WORK ITEM – Copy out the entire listing precisely.
>>>>>
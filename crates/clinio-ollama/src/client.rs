// SPDX-FileCopyrightText: 2026 Clinio Contributors
// SPDX-License-Identifier: MIT OR Apache-2.0

//! HTTP client for an Ollama-compatible generation endpoint.
//!
//! Single-shot, non-streaming completion against `/api/generate`. The stop
//! sequences cut the model off before it fabricates the next conversation
//! turn; the response sanitizer handles whatever still slips through.

use std::time::Duration;

use async_trait::async_trait;
use serde::{Deserialize, Serialize};
use tracing::{debug, warn};

use clinio_core::{ClinioError, TextGenerator};

/// Stop sequences for the structured prompt format.
const STOP_SEQUENCES: &[&str] = &["<USER>:", "<ASSISTANT>:", "\n\n"];

/// Request body for `/api/generate`.
#[derive(Debug, Serialize)]
struct GenerateRequest<'a> {
    model: &'a str,
    prompt: &'a str,
    stream: bool,
    options: GenerateOptions,
}

/// Sampling options understood by the endpoint.
#[derive(Debug, Serialize)]
struct GenerateOptions {
    num_predict: u32,
    temperature: f32,
    stop: Vec<String>,
}

/// Response body for a non-streaming `/api/generate` call.
#[derive(Debug, Deserialize)]
struct GenerateResponse {
    response: String,
}

/// Client for an Ollama-compatible generation server.
#[derive(Debug, Clone)]
pub struct OllamaGenerator {
    client: reqwest::Client,
    base_url: String,
    model: String,
}

impl OllamaGenerator {
    /// Create a generator against `base_url`, requesting `model`.
    pub fn new(base_url: &str, model: &str, timeout: Duration) -> Result<Self, ClinioError> {
        let client = reqwest::Client::builder()
            .timeout(timeout)
            .build()
            .map_err(|e| ClinioError::Generation {
                message: format!("failed to build HTTP client: {e}"),
                source: Some(Box::new(e)),
            })?;
        Ok(Self {
            client,
            base_url: base_url.trim_end_matches('/').to_string(),
            model: model.to_string(),
        })
    }
}

#[async_trait]
impl TextGenerator for OllamaGenerator {
    async fn complete(
        &self,
        prompt: &str,
        max_tokens: u32,
        temperature: f32,
    ) -> Result<String, ClinioError> {
        let url = format!("{}/api/generate", self.base_url);
        let request = GenerateRequest {
            model: &self.model,
            prompt,
            stream: false,
            options: GenerateOptions {
                num_predict: max_tokens,
                temperature,
                stop: STOP_SEQUENCES.iter().map(|s| (*s).to_string()).collect(),
            },
        };

        debug!(model = self.model.as_str(), prompt_chars = prompt.len(), "generation request");

        let response = self
            .client
            .post(&url)
            .json(&request)
            .send()
            .await
            .map_err(|e| {
                if e.is_timeout() {
                    ClinioError::Timeout {
                        duration: Duration::from_secs(0),
                    }
                } else {
                    ClinioError::Generation {
                        message: format!("generation request failed: {e}"),
                        source: Some(Box::new(e)),
                    }
                }
            })?;

        let status = response.status();
        if !status.is_success() {
            let body = response.text().await.unwrap_or_default();
            warn!(status = %status, body = body.as_str(), "generation endpoint error");
            return Err(ClinioError::Generation {
                message: format!("generation endpoint returned {status}"),
                source: None,
            });
        }

        let parsed: GenerateResponse =
            response.json().await.map_err(|e| ClinioError::Generation {
                message: format!("unparseable generation response: {e}"),
                source: Some(Box::new(e)),
            })?;

        Ok(parsed.response)
    }

    async fn health_check(&self) -> bool {
        let url = format!("{}/api/tags", self.base_url);
        match self.client.get(&url).send().await {
            Ok(response) => response.status().is_success(),
            Err(e) => {
                warn!(error = %e, "generation health check failed");
                false
            }
        }
    }
}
<<<<<
ANSWER TO THE PROBLEM –
filename crates/clinio-ollama/src/client.rs
// SPDX-FileCopyrightText: 2026 Clinio Contributors
// SPDX-License-Identifier: MIT OR Apache-2.0

//! HTTP client for an Ollama-compatible generation endpoint.
//!
//! Single-shot, non-streaming completion against `/api/generate`. The stop
//! sequences cut the model off before it fabricates the next conversation
//! turn; the response sanitizer handles whatever still slips through.

use std::time::Duration;

use async_trait::async_trait;
use serde::{Deserialize, Serialize};
use tracing::{debug, warn};

use clinio_core::{ClinioError, TextGenerator};

/// Stop sequences for the structured prompt format.
const STOP_SEQUENCES: &[&str] = &["<USER>:", "<ASSISTANT>:", "\n\n"];

/// Request body for `/api/generate`.
#[derive(Debug, Serialize)]
struct GenerateRequest<'a> {
    model: &'a str,
    prompt: &'a str,
    stream: bool,
    options: GenerateOptions,
}

/// Sampling options understood by the endpoint.
#[derive(Debug, Serialize)]
struct GenerateOptions {
    num_predict: u32,
    temperature: f32,
    stop: Vec<String>,
}

/// Response body for a non-streaming `/api/generate` call.
#[derive(Debug, Deserialize)]
struct GenerateResponse {
    response: String,
}

/// Client for an Ollama-compatible generation server.
#[derive(Debug, Clone)]
pub struct OllamaGenerator {
    client: reqwest::Client,
    base_url: String,
    model: String,
}

impl OllamaGenerator {
    /// Create a generator against `base_url`, requesting `model`.
    pub fn new(base_url: &str, model: &str, timeout: Duration) -> Result<Self, ClinioError> {
        let client = reqwest::Client::builder()
            .timeout(timeout)
            .build()
            .map_err(|e| ClinioError::Generation {
                message: format!("failed to build HTTP client: {e}"),
                source: Some(Box::new(e)),
            })?;
        Ok(Self {
            client,
            base_url: base_url.trim_end_matches('/').to_string(),
            model: model.to_string(),
        })
    }
}

#[async_trait]
impl TextGenerator for OllamaGenerator {
    async fn complete(
        &self,
        prompt: &str,
        max_tokens: u32,
        temperature: f32,
    ) -> Result<String, ClinioError> {
        let url = format!("{}/api/generate", self.base_url);
        let request = GenerateRequest {
            model: &self.model,
            prompt,
            stream: false,
            options: GenerateOptions {
                num_predict: max_tokens,
                temperature,
                stop: STOP_SEQUENCES.iter().map(|s| (*s).to_string()).collect(),
            },
        };

        debug!(model = self.model.as_str(), prompt_chars = prompt.len(), "generation request");

        let response = self
            .client
            .post(&url)
            .json(&request)
            .send()
            .await
            .map_err(|e| {
                if e.is_timeout() {
                    ClinioError::Timeout {
                        duration: Duration::from_secs(0),
                    }
                } else {
                    ClinioError::Generation {
                        message: format!("generation request failed: {e}"),
                        source: Some(Box::new(e)),
                    }
                }
            })?;

        let status = response.status();
        if !status.is_success() {
            let body = response.text().await.unwrap_or_default();
            warn!(status = %status, body = body.as_str(), "generation endpoint error");
            return Err(ClinioError::Generation {
                message: format!("generation endpoint returned {status}"),
                source: None,
            });
        }

        let parsed: GenerateResponse =
            response.json().await.map_err(|e| ClinioError::Generation {
                message: format!("unparseable generation response: {e}"),
                source: Some(Box::new(e)),
            })?;

        Ok(parsed.response)
    }

    async fn health_check(&self) -> bool {
        let url = format!("{}/api/tags", self.base_url);
        match self.client.get(&url).send().await {
            Ok(response) => response.status().is_success(),
            Err(e) => {
                warn!(error = %e, "generation health check failed");
                false
            }
        }
    }
}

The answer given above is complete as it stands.